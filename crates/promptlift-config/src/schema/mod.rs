//! Configuration schema definitions.

use serde::{Deserialize, Serialize};
use std::path::PathBuf;

/// Root configuration.
#[derive(Debug, Clone, Default, Serialize, Deserialize)]
pub struct Config {
    #[serde(default)]
    pub gemini: GeminiConfig,

    #[serde(default)]
    pub browser: BrowserConfig,

    #[serde(default)]
    pub storage: StorageConfig,
}

/// Gemini generation endpoint configuration.
#[derive(Debug, Clone, Serialize, Deserialize)]
pub struct GeminiConfig {
    /// API root, up to and including the version segment.
    #[serde(default = "default_base_url")]
    pub base_url: String,

    #[serde(default = "default_model")]
    pub model: String,

    /// Seconds allowed for establishing the connection. The request itself
    /// is not bounded.
    #[serde(default = "default_connect_timeout")]
    pub connect_timeout_seconds: u64,

    /// Key taken from the config file. Overrides the stored credential when set.
    #[serde(default)]
    pub api_key: Option<String>,
}

impl Default for GeminiConfig {
    fn default() -> Self {
        Self {
            base_url: default_base_url(),
            model: default_model(),
            connect_timeout_seconds: default_connect_timeout(),
            api_key: None,
        }
    }
}

fn default_base_url() -> String {
    "https://generativelanguage.googleapis.com/v1beta".to_string()
}

fn default_model() -> String {
    "gemini-2.0-flash".to_string()
}

fn default_connect_timeout() -> u64 {
    10
}

/// Browser (Chrome DevTools) connection configuration.
#[derive(Debug, Clone, Serialize, Deserialize)]
pub struct BrowserConfig {
    /// Remote debugging HTTP endpoint.
    #[serde(default = "default_debug_endpoint")]
    pub debug_endpoint: String,
}

impl Default for BrowserConfig {
    fn default() -> Self {
        Self {
            debug_endpoint: default_debug_endpoint(),
        }
    }
}

fn default_debug_endpoint() -> String {
    "http://localhost:9222".to_string()
}

/// Key-value storage configuration.
#[derive(Debug, Clone, Default, Serialize, Deserialize)]
pub struct StorageConfig {
    /// Storage file path. Defaults to `~/.promptlift/storage.json`.
    #[serde(default)]
    pub path: Option<PathBuf>,
}

#[cfg(test)]
#[path = "schema_tests.rs"]
mod tests;
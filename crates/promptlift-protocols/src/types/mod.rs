//! Common types used across the promptlift workspace.

mod credential;
mod prompt;

pub use credential::*;
pub use prompt::*;
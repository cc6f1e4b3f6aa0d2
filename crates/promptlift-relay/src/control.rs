//! Control surface: the user-facing actions that tie the relay, the
//! credential store and the enhancement service together.
//!
//! Every action takes `&mut self`, so one surface runs its actions strictly
//! one after another.

use std::sync::Arc;

use tracing::{debug, info, warn};

use promptlift_config::{CredentialStore, KeyValueStore};
use promptlift_page::SiteAdapter;
use promptlift_protocols::{
    Credential, EnhanceError, EnhancementRequest, PageError, PromptEnhancer, PromptText,
};

use crate::clipboard::Clipboard;
use crate::error::ControlError;
use crate::transport::RelayClient;

/// Result of an import.
#[derive(Debug, Clone, PartialEq, Eq)]
pub enum ImportOutcome {
    Imported(PromptText),
    /// The input exists but holds no text.
    Empty,
}

impl ImportOutcome {
    pub fn message(&self) -> &str {
        match self {
            ImportOutcome::Imported(text) => text.as_str(),
            ImportOutcome::Empty => "No text found in the input field",
        }
    }
}

pub struct ControlSurface<S: KeyValueStore> {
    relay: RelayClient,
    enhancer: Arc<dyn PromptEnhancer>,
    credentials: CredentialStore<S>,
    credential: Option<Credential>,
    imported: Option<PromptText>,
    enhanced: Option<String>,
}

impl<S: KeyValueStore> ControlSurface<S> {
    pub fn new(
        relay: RelayClient,
        enhancer: Arc<dyn PromptEnhancer>,
        credentials: CredentialStore<S>,
    ) -> Self {
        Self {
            relay,
            enhancer,
            credentials,
            credential: None,
            imported: None,
            enhanced: None,
        }
    }

    pub fn relay(&self) -> &RelayClient {
        &self.relay
    }

    pub fn credential(&self) -> Option<&Credential> {
        self.credential.as_ref()
    }

    pub fn imported(&self) -> Option<&PromptText> {
        self.imported.as_ref()
    }

    pub fn enhanced(&self) -> Option<&str> {
        self.enhanced.as_deref()
    }

    // ========================================================================
    // Credential
    // ========================================================================

    /// Resolve the key from the environment, `config_key` or storage.
    pub fn load_credential(
        &mut self,
        config_key: Option<&str>,
    ) -> Result<Option<&Credential>, ControlError> {
        self.credential = self.credentials.resolve(config_key)?;
        match &self.credential {
            Some(cred) => debug!("Using API key {}", cred.masked()),
            None => debug!("No API key configured"),
        }
        Ok(self.credential.as_ref())
    }

    /// Persist a new key. Blank input is rejected and the old key is kept.
    pub fn save_credential(&mut self, input: &str) -> Result<&Credential, ControlError> {
        let saved = self
            .credentials
            .save(input)
            .inspect_err(|e| warn!("Refusing to save API key: {}", e))?;
        info!("API key saved ({})", saved.masked());
        Ok(self.credential.insert(saved))
    }

    pub fn clear_credential(&mut self) -> Result<(), ControlError> {
        self.credentials.clear()?;
        self.credential = None;
        info!("API key cleared");
        Ok(())
    }

    // ========================================================================
    // Prompt actions
    // ========================================================================

    /// Read the prompt from the page open at `tab_url`.
    pub async fn import_prompt(&mut self, tab_url: &str) -> Result<ImportOutcome, ControlError> {
        let Some(site) = SiteAdapter::for_url(tab_url) else {
            warn!("Import refused, unsupported tab {}", tab_url);
            return Err(PageError::SiteUnsupported(tab_url.to_string()).into());
        };

        let text = self
            .relay
            .get_prompt()
            .await
            .inspect_err(|e| warn!("Import from {} failed: {}", site, e))?;
        let outcome = self.set_imported(text);
        info!("Imported prompt from {}: {:?}", site, outcome.message());
        Ok(outcome)
    }

    /// Use `text` as the imported prompt without asking the page.
    pub fn set_imported(&mut self, text: impl Into<PromptText>) -> ImportOutcome {
        let text = text.into();
        if text.is_empty() {
            self.imported = None;
            ImportOutcome::Empty
        } else {
            self.imported = Some(text.clone());
            ImportOutcome::Imported(text)
        }
    }

    /// Send the imported prompt to the enhancement service.
    pub async fn enhance(&mut self) -> Result<&str, ControlError> {
        let Some(credential) = self.credential.as_ref() else {
            return Err(EnhanceError::MissingCredential.into());
        };
        let Some(prompt) = self.imported.clone() else {
            return Err(ControlError::NothingImported);
        };

        info!(
            "Enhancing {} chars with {}",
            prompt.as_str().len(),
            self.enhancer.id()
        );
        let enhanced = self
            .enhancer
            .enhance(EnhancementRequest::new(prompt), credential)
            .await
            .inspect_err(|e| warn!("Enhancement failed: {}", e))?;
        Ok(self.enhanced.insert(enhanced).as_str())
    }

    /// Use `text` as the enhanced prompt, e.g. after editing it by hand.
    pub fn set_enhanced(&mut self, text: &str) -> Result<(), ControlError> {
        if text.trim().is_empty() {
            return Err(ControlError::NothingEnhanced);
        }
        self.enhanced = Some(text.to_string());
        Ok(())
    }

    pub fn copy_text(&mut self, clipboard: &mut dyn Clipboard) -> Result<(), ControlError> {
        let text = self.enhanced.as_deref().ok_or(ControlError::NothingEnhanced)?;
        clipboard
            .set_text(text)
            .map_err(ControlError::Clipboard)
            .inspect_err(|e| warn!("Copy failed: {}", e))?;
        info!("Enhanced prompt copied to clipboard");
        Ok(())
    }

    /// Write the enhanced prompt back into the page.
    pub async fn insert(&mut self) -> Result<(), ControlError> {
        let text = self.enhanced.as_deref().ok_or(ControlError::NothingEnhanced)?;
        self.relay
            .set_prompt(text)
            .await
            .inspect_err(|e| warn!("Insert failed: {}", e))?;
        info!("Enhanced prompt inserted");
        Ok(())
    }
}

#[cfg(test)]
#[path = "control_tests.rs"]
mod tests;
//! Relay (cross-context messaging) errors.

use thiserror::Error;

use super::PageError;

#[derive(Debug, Clone, Error, PartialEq, Eq)]
pub enum RelayError {
    /// The other side of the relay is gone.
    #[error("Relay disconnected")]
    Disconnected,

    /// A message could not be encoded or decoded.
    #[error("Relay protocol error: {0}")]
    Protocol(String),

    /// The page answered with `{ "error": ... }`.
    #[error("{0}")]
    Remote(String),

    #[error(transparent)]
    Page(#[from] PageError),
}

impl From<serde_json::Error> for RelayError {
    fn from(e: serde_json::Error) -> Self {
        RelayError::Protocol(e.to_string())
    }
}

*****

** The task **
Read the listing. Report every line that includes the word "path".

** Solution **
use std::path::PathBuf;
    /// Storage file path. Defaults to `~/.promptlift/storage.json`.
    pub path: Option<PathBuf>,
#[path = "schema_tests.rs"]
#[path = "control_tests.rs"]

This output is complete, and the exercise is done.